Source material:
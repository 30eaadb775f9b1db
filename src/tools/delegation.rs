//! Peer delegation over HTTP.
//!
//! A delegation calls another agent's `message` endpoint on this gateway (or on
//! whichever gateway `gateway_base_url` points at) and hands back its reply.
//! Failures never escape: they become reply text the caller folds into its own answer.

use std::time::Duration;

use reqwest::{Client, StatusCode, Url};
use serde::{Deserialize, Serialize};
use thiserror::Error;

/// Request-body field carrying the hop count across recursive calls.
pub const DELEGATION_DEPTH_FIELD: &str = "_delegationDepth";

const CONNECT_TIMEOUT: Duration = Duration::from_secs(5);
const READ_TIMEOUT: Duration = Duration::from_secs(30);

#[derive(Debug, Error)]
pub enum PeerError {
    #[error("Invalid gateway URL '{0}'")]
    InvalidUrl(String),

    #[error("{0}")]
    Transport(#[from] reqwest::Error),

    #[error("HTTP {0}")]
    Status(StatusCode),
}

#[derive(Debug, Serialize)]
struct PeerRequest<'a> {
    message: &'a str,
    #[serde(rename = "_delegationDepth")]
    delegation_depth: String,
}

#[derive(Debug, Deserialize)]
struct PeerResponse {
    #[serde(default)]
    reply: Option<String>,
}

/// Shared HTTP client for peer calls.
#[derive(Debug, Clone)]
pub struct PeerClient {
    client: Client,
}

impl PeerClient {
    pub fn new() -> Self {
        let client = match Self::build_client() {
            Ok(client) => client,
            Err(e) => {
                tracing::error!(
                    "Failed to build peer HTTP client with {:?} connect / {:?} read timeouts, \
                     falling back to reqwest defaults: {}",
                    CONNECT_TIMEOUT,
                    READ_TIMEOUT,
                    e
                );
                Client::new()
            }
        };
        Self { client }
    }

    fn build_client() -> Result<Client, reqwest::Error> {
        Client::builder()
            .connect_timeout(CONNECT_TIMEOUT)
            .timeout(READ_TIMEOUT)
            .build()
    }

    /// `{base}/agents/{peer}/message`, with the peer id escaped as a path segment.
    fn message_url(base_url: &str, peer_id: &str) -> Result<Url, PeerError> {
        let mut url =
            Url::parse(base_url).map_err(|_| PeerError::InvalidUrl(base_url.to_string()))?;
        url.path_segments_mut()
            .map_err(|_| PeerError::InvalidUrl(base_url.to_string()))?
            .pop_if_empty()
            .extend(["agents", peer_id, "message"]);
        Ok(url)
    }

    /// POST a message to a peer and return its `reply` field, if any.
    pub async fn send_message(
        &self,
        base_url: &str,
        peer_id: &str,
        question: &str,
        delegation_depth: u32,
    ) -> Result<Option<String>, PeerError> {
        let url = Self::message_url(base_url, peer_id)?;
        let body = PeerRequest {
            message: question,
            delegation_depth: delegation_depth.to_string(),
        };

        let response = self.client.post(url).json(&body).send().await?;
        let status = response.status();
        if !status.is_success() {
            return Err(PeerError::Status(status));
        }

        let parsed: PeerResponse = response.json().await?;
        Ok(parsed.reply)
    }
}

impl Default for PeerClient {
    fn default() -> Self {
        Self::new()
    }
}

/// Delegation handle for one downstream peer.
#[derive(Debug, Clone, PartialEq, Eq)]
pub struct PeerDelegationTool {
    peer_id: String,
    gateway_base_url: String,
}

impl PeerDelegationTool {
    pub const NAME: &'static str = "callAgent";
    pub const DESCRIPTION: &'static str = "Delegate a question or task to a specialized agent";

    pub fn new(peer_id: impl Into<String>, gateway_base_url: impl Into<String>) -> Self {
        Self {
            peer_id: peer_id.into(),
            gateway_base_url: gateway_base_url.into(),
        }
    }

    pub fn peer_id(&self) -> &str {
        &self.peer_id
    }

    pub fn gateway_base_url(&self) -> &str {
        &self.gateway_base_url
    }

    /// Ask the peer `question` at hop `delegation_depth`.
    ///
    /// Always yields text: the peer's reply, an empty-reply placeholder, or an error line.
    pub async fn call_agent(
        &self,
        client: &PeerClient,
        question: &str,
        delegation_depth: u32,
    ) -> String {
        tracing::info!(
            peer = %self.peer_id,
            depth = delegation_depth,
            "Delegating to agent '{}': {}",
            self.peer_id,
            crate::util::truncate_for_log(question, 200)
        );

        match client
            .send_message(&self.gateway_base_url, &self.peer_id, question, delegation_depth)
            .await
        {
            Ok(Some(reply)) if !reply.trim().is_empty() => {
                tracing::info!(
                    "Agent '{}' responded: {}",
                    self.peer_id,
                    crate::util::truncate_for_log(&reply, 200)
                );
                reply
            }
            Ok(_) => {
                tracing::info!("Agent '{}' returned an empty reply", self.peer_id);
                format!("Delegation to {} returned an empty response.", self.peer_id)
            }
            Err(e) => {
                tracing::error!("Failed to call agent '{}': {}", self.peer_id, e);
                format!("Error: Unable to reach the {} agent. {}", self.peer_id, e)
            }
        }
    }
}
//! Websocket connection for the probe client.

use futures_util::{SinkExt, StreamExt};
use tokio::net::TcpStream;
use tokio_tungstenite::tungstenite::Message;
use tokio_tungstenite::{connect_async, MaybeTlsStream, WebSocketStream};

use relay_core::{ClientEvent, RelayError, RelayResult};

/// A single websocket connection to the relay server.
pub struct Connection {
    stream: WebSocketStream<MaybeTlsStream<TcpStream>>,
}

impl Connection {
    /// Open a websocket connection. No retries.
    pub async fn connect(url: &str) -> RelayResult<Self> {
        let (stream, _response) = connect_async(url)
            .await
            .map_err(|e| RelayError::Transport(format!("Connection failed: {}", e)))?;

        Ok(Self { stream })
    }

    /// Serialize an event and send it as one text frame.
    pub async fn send_event(&mut self, event: &ClientEvent) -> RelayResult<()> {
        let json = serde_json::to_string(event)?;

        self.stream
            .send(Message::Text(json))
            .await
            .map_err(|e| RelayError::Transport(format!("Send error: {}", e)))
    }

    /// Await the next text frame and return its payload verbatim.
    ///
    /// Control frames do not count as a reply; the connection being
    /// closed before a text frame arrives is [`RelayError::ConnectionClosed`].
    pub async fn recv_text(&mut self) -> RelayResult<String> {
        loop {
            match self.stream.next().await {
                Some(Ok(Message::Text(text))) => return Ok(text),
                Some(Ok(Message::Close(_))) | None => return Err(RelayError::ConnectionClosed),
                Some(Ok(_)) => continue,
                Some(Err(e)) => {
                    return Err(RelayError::Transport(format!("Receive error: {}", e)))
                }
            }
        }
    }

    /// Send a close frame. Call at most once; dropping the connection
    /// afterwards releases the socket.
    pub async fn close(mut self) -> RelayResult<()> {
        self.stream
            .close(None)
            .await
            .map_err(|e| RelayError::Transport(format!("Close error: {}", e)))
    }
}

How to complete this task: Across the records above, count the lines holding "format" and write down only that count.

Written solution: 6